Our senses can be an integral part of how we worship and experience God. When living in the Washington, D.C., area, I belonged to Augustana Lutheran Church. It is close to the White House in a neighborhood that is home to many African Americans and increasingly refugees from Central America. It is near Dupont Circle, an area of a large LGBTQ+ community. Young professionals coming to D.C. for a few years are drawn to the neighborhood. Politics range the gamut. What holds this congregation together? It is its long standing “bells and smells” worship in which all the senses are engaged.

Since time of the Old Testament, we are encouraged to use our senses to experience God. In Psalm 34, not only is God described as using the senses (“The eyes of the Lord are on the righteous, and God’s ears are open to their cry.” Ps. 34:15) but we, as God’s people, are encouraged to “taste and see that the Lord is good.” Ps. 34:8. When I was young these words confused me – I thought that this meant we should taste with our eyes and see with our mouths. Now, I’ve come to understand that our senses are integrally connected, just as is our experience of God.

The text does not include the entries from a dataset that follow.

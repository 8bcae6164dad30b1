use serde::{Deserialize, Serialize};

use crate::error::ValidationError;

/// The current timer mode.
#[derive(Debug, Clone, Copy, PartialEq, Eq, Serialize, Deserialize)]
#[serde(rename_all = "snake_case")]
pub enum Phase {
    Work,
    Break,
    LongBreak,
}

impl Phase {
    pub fn is_work(&self) -> bool {
        matches!(self, Phase::Work)
    }

    pub fn label(&self) -> &'static str {
        match self {
            Phase::Work => "Focus Time",
            Phase::Break => "Break Time",
            Phase::LongBreak => "Long Break",
        }
    }
}

/// Pomodoro durations.
///
/// Durations are in minutes and must all be positive.
#[derive(Debug, Clone, Copy, PartialEq, Eq, Serialize, Deserialize)]
pub struct Settings {
    pub work_duration: u32,
    pub break_duration: u32,
    pub long_break_duration: u32,
    pub sessions_before_long_break: u32,
}

/// Partial settings update. `None` fields keep their current value.
#[derive(Debug, Clone, Copy, Default, PartialEq, Eq, Serialize, Deserialize)]
pub struct SettingsPatch {
    #[serde(default)]
    pub work_duration: Option<u32>,
    #[serde(default)]
    pub break_duration: Option<u32>,
    #[serde(default)]
    pub long_break_duration: Option<u32>,
    #[serde(default)]
    pub sessions_before_long_break: Option<u32>,
}

impl Default for Settings {
    fn default() -> Self {
        Self {
            work_duration: 25,
            break_duration: 5,
            long_break_duration: 15,
            sessions_before_long_break: 4,
        }
    }
}

impl Settings {
    pub fn new(
        work_duration: u32,
        break_duration: u32,
        long_break_duration: u32,
        sessions_before_long_break: u32,
    ) -> Result<Self, ValidationError> {
        let settings = Self {
            work_duration,
            break_duration,
            long_break_duration,
            sessions_before_long_break,
        };
        settings.validate()?;
        Ok(settings)
    }

    pub fn validate(&self) -> Result<(), ValidationError> {
        let fields = [
            ("work_duration", self.work_duration),
            ("break_duration", self.break_duration),
            ("long_break_duration", self.long_break_duration),
            ("sessions_before_long_break", self.sessions_before_long_break),
        ];
        for (field, value) in fields {
            if value == 0 {
                return Err(ValidationError::InvalidValue {
                    field: field.to_string(),
                    message: "must be a positive integer".into(),
                });
            }
        }
        Ok(())
    }

    /// Length of `phase` in seconds.
    pub fn duration_secs(&self, phase: Phase) -> u64 {
        let minutes = match phase {
            Phase::Work => self.work_duration,
            Phase::Break => self.break_duration,
            Phase::LongBreak => self.long_break_duration,
        };
        u64::from(minutes).saturating_mul(60)
    }

    /// Return a copy with `patch` applied, rejecting non-positive values.
    pub fn patched(&self, patch: &SettingsPatch) -> Result<Self, ValidationError> {
        let next = Self {
            work_duration: patch.work_duration.unwrap_or(self.work_duration),
            break_duration: patch.break_duration.unwrap_or(self.break_duration),
            long_break_duration: patch.long_break_duration.unwrap_or(self.long_break_duration),
            sessions_before_long_break: patch
                .sessions_before_long_break
                .unwrap_or(self.sessions_before_long_break),
        };
        next.validate()?;
        Ok(next)
    }
}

What of the use of the senses in worship, both our corporate worship lives as well as how we personally experience God?

SMELL. The smell of “Rain Water” soap triggered a reaction on my part. We have learned during the time of Covid-19 that our senses are not to be taken for granted, particularly taste and smell. J. R. Briggs wrote in “Outreach Magazine” that the loss of these senses while stricken with Covid-19 has caused him to “ponder the importance of our senses in the Christian faith.” He now asks his students: “What does God smell like?” which tends to make them squirm in their seats. He goes on to say: “We have permission to ask new – and potentially uncomfortable – questions. Engagement with Scripture is different when you approach it with a poster of wonder, curiosity and imagination. New questions lead to new insight and new encounters with faith.”

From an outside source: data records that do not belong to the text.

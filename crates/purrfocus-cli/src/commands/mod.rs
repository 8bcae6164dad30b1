pub mod auth;
pub mod companion;
pub mod config;
pub mod habits;
pub mod notes;
pub mod timer;

use std::sync::Arc;

use chrono::{DateTime, Duration, Utc};
use purrfocus_core::auth::keyring_store;
use purrfocus_core::storage::{BackendKind, Config, Database};
use purrfocus_core::{
    AppState, CompanionState, ConfigError, Event, HostedBackend, LocalBackend, Navigation, Route,
    TimerEngine,
};

pub type CliResult<T = ()> = Result<T, Box<dyn std::error::Error>>;

const ENGINE_KEY: &str = "timer_engine";
const COMPANION_KEY: &str = "companion";
/// Wall-clock instant up to which a running timer has been ticked.
const ANCHOR_KEY: &str = "timer_anchor";
/// Route the user was sent away from by the auth guard.
const REDIRECT_KEY: &str = "auth_redirect";
const ACCESS_TOKEN_KEY: &str = "hosted_access_token";
const REFRESH_TOKEN_KEY: &str = "hosted_refresh_token";
/// Heartbeat of the `timer run` process that owns the timer.
const OWNER_KEY: &str = "timer_owner";
/// A claim whose heartbeat is older than this is considered abandoned.
const OWNER_TTL_SECS: i64 = 5;

/// Everything a command needs: configuration, the local key-value store and
/// the application state with its backend.
pub struct Context {
    pub config: Config,
    pub app: AppState,
    db: Database,
    hosted: Option<Arc<HostedBackend>>,
    anchor: Option<DateTime<Utc>>,
    /// Another process is running the timer in the foreground.
    timer_busy: bool,
    /// Events produced while catching up on time elapsed since the last run.
    pub catch_up: Vec<Event>,
}

impl Context {
    pub async fn open() -> CliResult<Self> {
        let config = Config::load()?;
        let settings = config.settings()?;
        let db = Database::open()?;

        let timer_busy = owner_is_live(&db)?;
        let mut timer = load_json::<TimerEngine>(&db, ENGINE_KEY)?
            .map(TimerEngine::repaired)
            .unwrap_or_else(|| TimerEngine::new(settings));
        if !timer_busy {
            timer.set_settings(settings);
        }
        let companion = load_json::<CompanionState>(&db, COMPANION_KEY)?
            .map(CompanionState::repaired)
            .unwrap_or_else(|| CompanionState::new(config.companion.default_name.clone()));

        let (app, hosted) = match config.backend.kind {
            BackendKind::Local => {
                let backend = Arc::new(LocalBackend::open()?);
                let app = AppState::new(Box::new(backend.clone()), Box::new(backend));
                (app, None)
            }
            BackendKind::Hosted => {
                let url = config
                    .backend
                    .url
                    .as_deref()
                    .ok_or_else(|| ConfigError::MissingKey("backend.url".into()))?;
                let anon_key = config
                    .backend
                    .anon_key
                    .as_deref()
                    .ok_or_else(|| ConfigError::MissingKey("backend.anon_key".into()))?;
                let backend = Arc::new(HostedBackend::new(url, anon_key)?);
                restore_hosted(&backend).await;
                let app = AppState::new(Box::new(backend.clone()), Box::new(backend.clone()));
                (app, Some(backend))
            }
        };

        let mut ctx = Self {
            config,
            app: app.with_timer(timer).with_companion(companion),
            db,
            hosted,
            anchor: None,
            timer_busy,
            catch_up: Vec::new(),
        };
        ctx.app.init_session().await?;
        if !ctx.timer_busy {
            ctx.catch_up().await?;
        }
        Ok(ctx)
    }

    /// Apply the seconds that passed since the previous invocation to a
    /// running timer. Skipped while a foreground run owns the timer.
    async fn catch_up(&mut self) -> CliResult {
        let Some(raw) = self.db.kv_get(ANCHOR_KEY)? else {
            return Ok(());
        };
        let anchor = DateTime::parse_from_rfc3339(&raw)?.with_timezone(&Utc);
        if !self.app.timer().is_running() {
            return Ok(());
        }
        let elapsed = (Utc::now() - anchor).num_seconds().max(0);
        self.catch_up = self.app.advance_timer(elapsed as u64).await;
        self.anchor = Some(anchor + Duration::seconds(elapsed));
        Ok(())
    }

    /// The timer was ticked live up to now.
    pub fn reset_anchor(&mut self) {
        self.anchor = None;
    }

    /// Refuse to change the timer or companion while `timer run` owns them.
    pub fn ensure_timer_free(&self) -> CliResult {
        if self.timer_busy {
            return Err("the timer is running in another terminal; \
                        control it from that `purrfocus timer run` session"
                .into());
        }
        Ok(())
    }

    /// Check the auth guard for `route`. A redirect is remembered so that
    /// signing in can send the user back.
    pub fn require(&self, route: Route) -> CliResult {
        match self.app.navigate(route) {
            Navigation::Render { .. } => Ok(()),
            Navigation::Redirect { from, .. } => {
                self.db.kv_set(REDIRECT_KEY, from.path())?;
                Err(format!("{from} requires an account; sign in with `purrfocus auth sign-in`").into())
            }
            Navigation::Pending => Err("session is still loading".into()),
        }
    }

    /// Consume the remembered redirect, if any.
    pub fn take_redirect(&self) -> CliResult<Option<Route>> {
        let route = self
            .db
            .kv_get(REDIRECT_KEY)?
            .and_then(|raw| raw.parse::<Route>().ok());
        self.db.kv_delete(REDIRECT_KEY)?;
        Ok(route)
    }

    /// Persist the timer, the companion and (for the hosted backend) the
    /// session tokens. The timer and companion are left alone while another
    /// process owns them.
    pub fn save(&mut self) -> CliResult {
        if !self.timer_busy {
            if !self.app.timer().is_running() {
                self.anchor = None;
            }
            let anchor = self.anchor.unwrap_or_else(Utc::now);
            persist_timer(&self.db, &self.app, anchor)?;
        }

        if let Some(hosted) = &self.hosted {
            match hosted.session() {
                Some(session) => {
                    keyring_store::set(ACCESS_TOKEN_KEY, &session.access_token)?;
                    match &session.refresh_token {
                        Some(token) => keyring_store::set(REFRESH_TOKEN_KEY, token)?,
                        None => keyring_store::delete(REFRESH_TOKEN_KEY)?,
                    }
                }
                None => {
                    keyring_store::delete(ACCESS_TOKEN_KEY)?;
                    keyring_store::delete(REFRESH_TOKEN_KEY)?;
                }
            }
        }
        Ok(())
    }
}

/// Ownership of the timer held by a foreground `timer run`.
pub struct TimerClaim<'a> {
    db: &'a Database,
}

impl<'a> TimerClaim<'a> {
    /// Start heartbeating in `db`. Check [`Context::ensure_timer_free`]
    /// first.
    pub fn new(db: &'a Database) -> CliResult<Self> {
        let claim = Self { db };
        claim.heartbeat()?;
        Ok(claim)
    }

    pub fn heartbeat(&self) -> CliResult {
        self.db.kv_set(OWNER_KEY, &Utc::now().to_rfc3339())?;
        Ok(())
    }

    /// Write the live timer and companion so other invocations read them
    /// as they are now.
    pub fn persist(&self, app: &AppState) -> CliResult {
        persist_timer(self.db, app, Utc::now())
    }

    pub fn release(self) -> CliResult {
        self.db.kv_delete(OWNER_KEY)?;
        Ok(())
    }
}

fn owner_is_live(db: &Database) -> CliResult<bool> {
    let Some(raw) = db.kv_get(OWNER_KEY)? else {
        return Ok(false);
    };
    let Ok(beat) = DateTime::parse_from_rfc3339(&raw) else {
        return Ok(false);
    };
    let age = Utc::now() - beat.with_timezone(&Utc);
    Ok(age < Duration::seconds(OWNER_TTL_SECS))
}

/// Store the engine and companion. A running timer records `anchor` as the
/// instant it was ticked up to.
fn persist_timer(db: &Database, app: &AppState, anchor: DateTime<Utc>) -> CliResult {
    db.kv_set(ENGINE_KEY, &serde_json::to_string(app.timer())?)?;
    db.kv_set(COMPANION_KEY, &serde_json::to_string(app.companion())?)?;
    if app.timer().is_running() {
        db.kv_set(ANCHOR_KEY, &anchor.to_rfc3339())?;
    } else {
        db.kv_delete(ANCHOR_KEY)?;
    }
    Ok(())
}

async fn restore_hosted(backend: &HostedBackend) {
    let token = match keyring_store::get(ACCESS_TOKEN_KEY) {
        Ok(Some(token)) => token,
        Ok(None) => return,
        Err(e) => {
            tracing::warn!(error = %e, "keyring unavailable, starting signed out");
            return;
        }
    };
    let refresh = keyring_store::get(REFRESH_TOKEN_KEY).ok().flatten();
    if let Err(e) = backend.restore(&token, refresh).await {
        tracing::warn!(error = %e, "could not restore hosted session");
    }
}

fn load_json<T: serde::de::DeserializeOwned>(db: &Database, key: &str) -> CliResult<Option<T>> {
    match db.kv_get(key)? {
        Some(json) => match serde_json::from_str(&json) {
            Ok(value) => Ok(Some(value)),
            Err(e) => {
                tracing::warn!(key, error = %e, "discarding unreadable saved state");
                Ok(None)
            }
        },
        None => Ok(None),
    }
}

pub fn print_json<T: serde::Serialize>(value: &T) -> CliResult {
    println!("{}", serde_json::to_string_pretty(value)?);
    Ok(())
}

At Augustana, members and friends are given the opportunity several times each year to be anointed during the service. At first, I did not participate. But after I went the first time, I found myself returning. Why? Did I feel an immediate rush of forgiveness when hands were laid on me and my forehead was anointed? No. It was because the smell of the fragrant oil lingered and whenever I noted the aroma, I felt enveloped by God’s love.

SOUND. In the Book of Exodus, we read of the exuberant victory song of Miriam following the escape of the Israelites from Egypt. She picked up the tambourine and shook it while she and others danced. (Exodus 15). The thanks of the Israelites were magnified by sound and song. Lutheran worship is known for its well-crafted singing and use of musical instruments, particularly the organ. As times change, the sound of worship – whether individual or corporate – will change. I love the sound of the organ, but my aunt and uncle (“the organ is a pompous, overblown windbag”) sought worship services with as little use of the organ as possible. Whether in our corporate worship or personal devotional life, we each will find the sound that best expresses our love of God. And, at times, the best sound of all is silence.

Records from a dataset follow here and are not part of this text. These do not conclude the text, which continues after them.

use chrono::{DateTime, Local};
use serde::{Deserialize, Serialize};

/// Category given to new entries that leave the field blank.
pub const DEFAULT_CATEGORY: &str = "System";

/// A catalog entry: one stored shell command plus the metadata used to
/// browse and run it.
#[derive(Debug, Clone, PartialEq, Eq, Default, Serialize, Deserialize)]
#[serde(default)]
pub struct Command {
    /// Stable identifier, unique across the catalog. Empty for drafts that
    /// were never saved.
    pub id: String,
    pub name: String,
    /// The literal command text.
    pub command: String,
    pub category: String,
    pub description: String,
    pub tags: Vec<String>,
    /// Set only by a run that exited cleanly.
    pub last_run: Option<DateTime<Local>>,
    /// Run through `$SHELL -lc` instead of splitting into argv tokens.
    pub use_shell: bool,
    /// Attach to the terminal instead of capturing output.
    pub interactive: bool,
    /// `""`, `current`, `home` or `absolute`. Kept as text so an unknown value
    /// is reported when the entry runs rather than when the catalog loads.
    pub working_dir_mode: String,
    /// Used only when `working_dir_mode` is `absolute`; may contain `~`,
    /// environment references and `${cwd}`.
    pub working_dir_path: String,
}

impl Command {
    pub fn new(id: impl Into<String>, name: impl Into<String>, command: impl Into<String>) -> Self {
        Self {
            id: id.into(),
            name: name.into(),
            command: command.into(),
            ..Self::default()
        }
    }

    /// Blank record used by the "new command" form.
    pub fn draft() -> Self {
        Self {
            category: DEFAULT_CATEGORY.to_string(),
            ..Self::default()
        }
    }

    pub fn with_category(mut self, category: impl Into<String>) -> Self {
        self.category = category.into();
        self
    }

    pub fn with_description(mut self, description: impl Into<String>) -> Self {
        self.description = description.into();
        self
    }

    pub fn with_tags<I, S>(mut self, tags: I) -> Self
    where
        I: IntoIterator<Item = S>,
        S: Into<String>,
    {
        self.tags = tags.into_iter().map(Into::into).collect();
        self
    }

    pub fn with_shell(mut self, use_shell: bool) -> Self {
        self.use_shell = use_shell;
        self
    }

    pub fn with_interactive(mut self, interactive: bool) -> Self {
        self.interactive = interactive;
        self
    }

    pub fn with_working_dir(mut self, mode: impl Into<String>, path: impl Into<String>) -> Self {
        self.working_dir_mode = mode.into();
        self.working_dir_path = path.into();
        self
    }

    pub fn with_last_run(mut self, at: DateTime<Local>) -> Self {
        self.last_run = Some(at);
        self
    }

    pub fn is_new(&self) -> bool {
        self.id.is_empty()
    }

    /// Whether the command text goes to a login shell as a whole.
    pub fn runs_in_shell(&self) -> bool {
        self.use_shell || self.interactive
    }

    pub fn tags_display(&self) -> String {
        self.tags.join(", ")
    }

    /// Replace the tag set from comma separated text, dropping blanks.
    pub fn set_tags_from_str(&mut self, value: &str) {
        self.tags = value
            .split(',')
            .map(str::trim)
            .filter(|tag| !tag.is_empty())
            .map(String::from)
            .collect();
    }

    /// Case-insensitive substring match over name, command text,
    /// description and tags. `needle` must already be lower case.
    pub fn matches_text(&self, needle: &str) -> bool {
        if needle.is_empty() {
            return true;
        }
        [&self.name, &self.command, &self.description]
            .into_iter()
            .chain(self.tags.iter())
            .any(|field| field.to_lowercase().contains(needle))
    }
}

#[cfg(test)]
mod tests {
    use super::*;

    #[test]
    fn tags_round_trip_through_display_text() {
        let mut command = Command::new("1", "Disk", "df -h");
        command.set_tags_from_str(" system, ,disk ,");
        assert_eq!(command.tags, vec!["system", "disk"]);
        assert_eq!(command.tags_display(), "system, disk");
    }

    #[test]
    fn matches_text_covers_tags_and_description() {
        let command = Command::new("1", "Disk Space", "df -h")
            .with_description("Shows disk usage")
            .with_tags(["storage"]);
        assert!(command.matches_text("usage"));
        assert!(command.matches_text("stor"));
        assert!(command.matches_text("df"));
        assert!(!command.matches_text("network"));
        assert!(command.matches_text(""));
    }

    #[test]
    fn older_records_without_execution_flags_still_parse() {
        let json = r#"{"id":"7","name":"CPU","command":"lscpu","category":"System"}"#;
        let command: Command = serde_json::from_str(json).unwrap();
        assert_eq!(command.id, "7");
        assert!(!command.use_shell);
        assert!(command.working_dir_mode.is_empty());
        assert!(command.last_run.is_none());
    }

    #[test]
    fn interactive_implies_shell_execution() {
        assert!(Command::new("1", "top", "top").with_interactive(true).runs_in_shell());
        assert!(!Command::new("1", "ls", "ls").runs_in_shell());
    }
}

SIGHT. We see the colors of the liturgical year. We see the candles flickering on the altar. In many Orthodox churches, and increasingly in other denominations and personal devotion, icons call us to look into the eyes of the saints and through those eyes, catch a glimpse of Divine Love. But sight is not limited to the confines of a building. Living as we do in the Intermountain West, we need not journey far, perhaps no farther than our living room window, to see the hills and mountains. “I will lift mine eyes until the hills, from whence cometh my help.” (Ps. 121: 1) But sight can also be experienced through Braille, as can sound through the use of ASL. The wonders of this world and the faces of our loved ones show us the face of God.

TASTE. We taste the wine and bread during the Eucharist. The Rev. Tanya Rasmussen, of the Congregational Church of Hollis, UCC, stated that tasting the elements of the Eucharist, contemplating how we are nourished and strengthened, is in itself a spiritual exercise. She also encourages us, as we eat or drink, to notice the variety of flavors we encounter and how the flavor of food may change. “How might this help you think about a changing experience of God in your life?” (“Holy Habits – Prayer Week 5”)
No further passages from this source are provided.